The demand for energy has increased continuously since the beginning of the industrial revolution. At the moment, the supply of energy can still be satisfied from fossil sources, however, these are limited and cause environmental problems. In contrast, thermal solar energy based power stations offer the possibility of clean and less expensive energy. To make these more effective and independent of the variable input of the sun, thermal energy-storage systems are needed which operate at temperatures between 400 °C and 550 °C. Although at the present no economical thermal energy storage systems are available, magnesium and its alloys in the form of the hydrides are potential candidates. The energy density of these systems is much higher (1080 kJ/kg ) [1] than comparable systems such as latent heat storage systems (174 kJ/kg at 308 °C) [2]. For commercial use, high reversibility of the storage material must be guaranteed at a minimum cost. To enhance the efficiency of a thermo-electric power plant it is necessary to use as high a working temperature as possible. Over the years we have been trying to develop high temperature storage systems having a good cyclic stability and report here that the Mg₂FeH₆ system is eminently suitable for this task. To add iron to a Mg system is not a new idea: before the common hydride-phase of Mg and Fe was discovered, various groups used iron as a catalyst for the hydrogenation reaction or as a medium to hinder agglomeration. These investigations were, however, restricted to a limited number of hydrogenation and dehydrogenation cycles [3, 4, 5]. In these early investigations, the Mg₂FeH₆-phase was not identified and this was first explicitly synthesized and characterised in 1984 by Yvon and Didisheim et al. [6, 7] by using a sintering technique employing stoichiometric Mg / Fe pellets under high pressure 2–12 MPa and temperatures of 450 °C-520 °C for 2 to 10 days. The yield was about 50% and purification was necessary.

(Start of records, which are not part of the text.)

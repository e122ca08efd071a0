use chrono::Utc;
use sea_orm::{
    ActiveModelTrait, ActiveValue, ColumnTrait, ConnectionTrait, DbErr, EntityTrait, QueryFilter,
};

pub struct UserRepository<'a, C: ConnectionTrait> {
    db: &'a C,
}

impl<'a, C: ConnectionTrait> UserRepository<'a, C> {
    pub fn new(db: &'a C) -> Self {
        Self { db }
    }

    pub async fn create(
        &self,
        email: &str,
        username: &str,
        first_name: &str,
        last_name: &str,
    ) -> Result<entity::user::Model, DbErr> {
        let user = entity::user::ActiveModel {
            email: ActiveValue::Set(email.to_string()),
            username: ActiveValue::Set(username.to_string()),
            first_name: ActiveValue::Set(first_name.to_string()),
            last_name: ActiveValue::Set(last_name.to_string()),
            created_at: ActiveValue::Set(Utc::now().naive_utc()),
            ..Default::default()
        };

        user.insert(self.db).await
    }

    pub async fn get(&self, id: i32) -> Result<Option<entity::user::Model>, DbErr> {
        entity::prelude::PlatterUser::find_by_id(id)
            .one(self.db)
            .await
    }

    pub async fn find_by_email(&self, email: &str) -> Result<Option<entity::user::Model>, DbErr> {
        entity::prelude::PlatterUser::find()
            .filter(entity::user::Column::Email.eq(email))
            .one(self.db)
            .await
    }

    pub async fn find_by_username(
        &self,
        username: &str,
    ) -> Result<Option<entity::user::Model>, DbErr> {
        entity::prelude::PlatterUser::find()
            .filter(entity::user::Column::Username.eq(username))
            .one(self.db)
            .await
    }
}

#[cfg(test)]
mod tests {
    use platter_test_utils::prelude::*;

    use crate::server::data::user::UserRepository;

    #[tokio::test]
    /// Expect created user to be retrievable by ID, email, and username
    async fn test_create_and_find_user() -> Result<(), TestError> {
        let test = test_setup_with_core_tables!()?;
        let repo = UserRepository::new(&test.db);

        let created = repo
            .create("jane@example.com", "jane", "Jane", "Doe")
            .await?;

        assert_eq!(repo.get(created.id).await?, Some(created.clone()));
        assert_eq!(
            repo.find_by_email("jane@example.com").await?,
            Some(created.clone())
        );
        assert_eq!(repo.find_by_username("jane").await?, Some(created));

        Ok(())
    }

    #[tokio::test]
    /// Expect the unique email constraint to reject a duplicate email
    async fn test_create_duplicate_email_fails() -> Result<(), TestError> {
        let test = test_setup_with_core_tables!()?;
        let repo = UserRepository::new(&test.db);

        repo.create("jane@example.com", "jane", "Jane", "Doe")
            .await?;
        let result = repo
            .create("jane@example.com", "janet", "Janet", "Doe")
            .await;

        assert!(result.is_err());

        Ok(())
    }
}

In further studies by Konstanchuk et. al. [8, 9, 10], the conditions of formation and the kinetic behaviour of mechanically alloyed mixtures of Fe and Mg have been investigated. Mechanical alloying has also been reported by Mitov, Khrussanova et. al. [11] and Huot and Akiba et. al. [12] and the latter reported a yield of 84% [13]. Although the system has received some attention, the available data, especially for technical application, are not satisfactory.